__WHAT YOU WILL DO__
Copy out each line from the start of the material below until the line with "use std::path::Path;", that line included.

__PROVIDED MATERIAL__
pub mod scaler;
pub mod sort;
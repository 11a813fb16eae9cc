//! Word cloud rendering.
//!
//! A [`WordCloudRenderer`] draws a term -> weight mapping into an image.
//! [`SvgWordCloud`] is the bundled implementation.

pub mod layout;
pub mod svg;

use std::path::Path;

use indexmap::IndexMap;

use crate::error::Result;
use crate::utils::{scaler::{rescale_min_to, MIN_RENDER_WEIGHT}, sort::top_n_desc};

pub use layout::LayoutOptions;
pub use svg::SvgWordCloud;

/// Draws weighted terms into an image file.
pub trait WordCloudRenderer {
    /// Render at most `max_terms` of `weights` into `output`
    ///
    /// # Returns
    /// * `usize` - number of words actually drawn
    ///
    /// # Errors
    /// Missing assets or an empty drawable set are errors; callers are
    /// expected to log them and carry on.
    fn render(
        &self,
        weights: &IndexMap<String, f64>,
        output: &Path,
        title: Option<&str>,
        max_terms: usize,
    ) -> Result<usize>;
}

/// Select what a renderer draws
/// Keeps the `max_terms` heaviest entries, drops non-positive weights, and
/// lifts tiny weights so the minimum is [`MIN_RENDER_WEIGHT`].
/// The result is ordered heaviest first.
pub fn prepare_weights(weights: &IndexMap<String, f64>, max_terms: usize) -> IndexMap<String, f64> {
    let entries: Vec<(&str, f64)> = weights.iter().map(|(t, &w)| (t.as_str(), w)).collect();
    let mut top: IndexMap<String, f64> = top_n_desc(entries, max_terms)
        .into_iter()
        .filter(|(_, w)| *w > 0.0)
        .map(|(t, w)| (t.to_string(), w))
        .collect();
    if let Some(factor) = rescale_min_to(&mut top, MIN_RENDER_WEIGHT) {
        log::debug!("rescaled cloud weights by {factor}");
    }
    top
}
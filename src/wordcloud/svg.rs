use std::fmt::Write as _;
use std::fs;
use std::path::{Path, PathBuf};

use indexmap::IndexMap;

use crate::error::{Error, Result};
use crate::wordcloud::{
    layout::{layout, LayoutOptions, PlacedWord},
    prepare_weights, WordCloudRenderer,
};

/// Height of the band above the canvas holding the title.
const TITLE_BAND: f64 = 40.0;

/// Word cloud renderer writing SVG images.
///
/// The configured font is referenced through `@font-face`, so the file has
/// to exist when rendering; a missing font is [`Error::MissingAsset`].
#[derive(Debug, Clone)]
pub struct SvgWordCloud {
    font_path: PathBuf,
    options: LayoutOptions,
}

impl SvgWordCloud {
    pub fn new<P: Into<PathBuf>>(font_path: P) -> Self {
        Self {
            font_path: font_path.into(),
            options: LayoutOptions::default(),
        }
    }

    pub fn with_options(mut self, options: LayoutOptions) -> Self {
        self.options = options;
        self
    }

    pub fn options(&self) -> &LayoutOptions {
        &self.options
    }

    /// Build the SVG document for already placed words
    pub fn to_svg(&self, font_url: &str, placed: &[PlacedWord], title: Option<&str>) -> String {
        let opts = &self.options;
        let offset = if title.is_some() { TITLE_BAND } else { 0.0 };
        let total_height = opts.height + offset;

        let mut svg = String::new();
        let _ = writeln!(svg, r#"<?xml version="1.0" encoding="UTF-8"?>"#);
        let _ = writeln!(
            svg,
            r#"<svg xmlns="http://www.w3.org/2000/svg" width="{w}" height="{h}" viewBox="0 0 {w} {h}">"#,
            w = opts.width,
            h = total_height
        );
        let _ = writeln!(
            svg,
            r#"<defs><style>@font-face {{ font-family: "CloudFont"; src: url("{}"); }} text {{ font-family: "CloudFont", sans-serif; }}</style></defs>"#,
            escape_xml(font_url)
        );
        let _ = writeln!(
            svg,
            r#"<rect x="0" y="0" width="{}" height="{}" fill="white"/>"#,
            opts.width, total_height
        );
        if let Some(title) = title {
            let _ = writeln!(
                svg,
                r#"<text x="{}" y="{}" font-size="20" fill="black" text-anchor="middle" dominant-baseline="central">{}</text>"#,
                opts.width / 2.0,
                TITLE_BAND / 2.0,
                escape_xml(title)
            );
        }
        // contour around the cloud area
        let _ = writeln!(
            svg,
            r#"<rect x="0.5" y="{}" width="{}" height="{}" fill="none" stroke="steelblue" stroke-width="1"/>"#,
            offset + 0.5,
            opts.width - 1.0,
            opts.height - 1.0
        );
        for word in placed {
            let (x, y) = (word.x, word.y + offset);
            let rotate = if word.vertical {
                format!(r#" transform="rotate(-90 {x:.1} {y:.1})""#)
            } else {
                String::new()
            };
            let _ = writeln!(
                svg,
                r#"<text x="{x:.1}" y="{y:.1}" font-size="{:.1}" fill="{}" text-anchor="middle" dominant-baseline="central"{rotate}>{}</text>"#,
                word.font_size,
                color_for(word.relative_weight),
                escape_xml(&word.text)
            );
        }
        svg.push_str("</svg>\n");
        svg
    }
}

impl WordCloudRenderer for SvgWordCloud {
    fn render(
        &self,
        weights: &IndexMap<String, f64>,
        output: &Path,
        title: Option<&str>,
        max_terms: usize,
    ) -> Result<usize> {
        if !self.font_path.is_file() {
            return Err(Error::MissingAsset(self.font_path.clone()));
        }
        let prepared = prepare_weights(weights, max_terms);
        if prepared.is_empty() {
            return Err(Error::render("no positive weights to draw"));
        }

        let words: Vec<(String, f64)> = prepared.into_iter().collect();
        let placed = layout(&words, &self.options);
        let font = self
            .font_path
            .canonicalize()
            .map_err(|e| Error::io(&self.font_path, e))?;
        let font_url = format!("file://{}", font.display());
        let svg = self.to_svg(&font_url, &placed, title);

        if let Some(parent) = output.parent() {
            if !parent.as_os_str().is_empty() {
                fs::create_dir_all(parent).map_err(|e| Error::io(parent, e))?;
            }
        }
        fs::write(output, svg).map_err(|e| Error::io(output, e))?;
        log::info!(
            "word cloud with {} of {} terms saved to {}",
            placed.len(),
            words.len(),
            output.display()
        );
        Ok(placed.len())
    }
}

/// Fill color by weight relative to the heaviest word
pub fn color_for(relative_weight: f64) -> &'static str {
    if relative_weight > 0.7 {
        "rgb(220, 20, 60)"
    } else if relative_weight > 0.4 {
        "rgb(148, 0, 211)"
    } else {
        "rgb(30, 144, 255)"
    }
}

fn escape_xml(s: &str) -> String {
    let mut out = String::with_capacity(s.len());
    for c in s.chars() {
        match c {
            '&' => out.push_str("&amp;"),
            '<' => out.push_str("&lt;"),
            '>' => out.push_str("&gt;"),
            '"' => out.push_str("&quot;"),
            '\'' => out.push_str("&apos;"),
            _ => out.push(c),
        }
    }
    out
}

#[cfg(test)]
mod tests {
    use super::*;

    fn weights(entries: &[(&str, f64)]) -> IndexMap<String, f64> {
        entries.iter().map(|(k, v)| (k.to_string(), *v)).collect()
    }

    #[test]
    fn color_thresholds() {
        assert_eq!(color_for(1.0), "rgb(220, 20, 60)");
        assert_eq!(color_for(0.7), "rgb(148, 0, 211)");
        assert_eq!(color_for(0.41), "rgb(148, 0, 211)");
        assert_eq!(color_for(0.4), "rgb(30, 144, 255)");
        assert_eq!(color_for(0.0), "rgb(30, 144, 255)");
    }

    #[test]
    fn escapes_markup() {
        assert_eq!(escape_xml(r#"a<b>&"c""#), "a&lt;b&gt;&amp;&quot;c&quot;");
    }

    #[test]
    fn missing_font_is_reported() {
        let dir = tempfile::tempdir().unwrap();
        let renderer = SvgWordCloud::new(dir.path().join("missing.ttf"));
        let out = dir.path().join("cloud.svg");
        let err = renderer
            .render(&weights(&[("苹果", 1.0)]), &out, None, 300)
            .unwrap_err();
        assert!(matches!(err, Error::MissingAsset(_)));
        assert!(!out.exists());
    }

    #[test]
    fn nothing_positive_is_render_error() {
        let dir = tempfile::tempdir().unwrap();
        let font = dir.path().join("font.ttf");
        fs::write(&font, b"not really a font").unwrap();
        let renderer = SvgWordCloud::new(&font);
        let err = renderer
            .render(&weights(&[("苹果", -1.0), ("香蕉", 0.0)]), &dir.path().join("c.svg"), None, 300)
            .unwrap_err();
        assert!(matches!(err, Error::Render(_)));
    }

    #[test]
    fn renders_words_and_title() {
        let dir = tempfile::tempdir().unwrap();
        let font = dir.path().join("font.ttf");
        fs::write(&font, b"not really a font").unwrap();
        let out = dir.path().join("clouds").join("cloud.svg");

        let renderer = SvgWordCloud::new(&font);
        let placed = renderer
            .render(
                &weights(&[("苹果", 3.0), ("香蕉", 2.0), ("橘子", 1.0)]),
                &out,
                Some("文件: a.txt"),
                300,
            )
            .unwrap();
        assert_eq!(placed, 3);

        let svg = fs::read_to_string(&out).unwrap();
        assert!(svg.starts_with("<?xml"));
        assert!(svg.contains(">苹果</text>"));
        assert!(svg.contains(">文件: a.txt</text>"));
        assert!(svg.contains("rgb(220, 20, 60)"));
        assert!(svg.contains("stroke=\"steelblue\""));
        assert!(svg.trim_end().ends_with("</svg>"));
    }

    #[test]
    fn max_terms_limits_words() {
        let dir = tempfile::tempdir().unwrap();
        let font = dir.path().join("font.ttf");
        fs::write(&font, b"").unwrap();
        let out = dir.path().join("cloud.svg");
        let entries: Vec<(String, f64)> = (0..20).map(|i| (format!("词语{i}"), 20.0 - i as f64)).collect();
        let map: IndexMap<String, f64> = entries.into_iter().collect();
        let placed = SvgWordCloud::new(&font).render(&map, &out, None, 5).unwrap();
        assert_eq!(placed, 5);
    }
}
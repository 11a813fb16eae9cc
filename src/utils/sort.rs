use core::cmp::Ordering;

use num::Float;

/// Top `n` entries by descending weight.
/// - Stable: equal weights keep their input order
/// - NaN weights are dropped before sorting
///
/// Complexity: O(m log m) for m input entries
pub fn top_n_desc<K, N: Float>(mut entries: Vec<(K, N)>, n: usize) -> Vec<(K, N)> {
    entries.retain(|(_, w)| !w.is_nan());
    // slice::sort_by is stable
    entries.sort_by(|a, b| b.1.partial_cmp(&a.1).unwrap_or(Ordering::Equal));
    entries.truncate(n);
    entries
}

__RESULT__
pub mod scaler;
pub mod sort;
repository 11a813fb16eae9cc
//! Word cloud rendering.
//!
//! A [`WordCloudRenderer`] draws a term -> weight mapping into an image.
//! [`SvgWordCloud`] is the bundled implementation.

pub mod layout;
pub mod svg;

use std::path::Path;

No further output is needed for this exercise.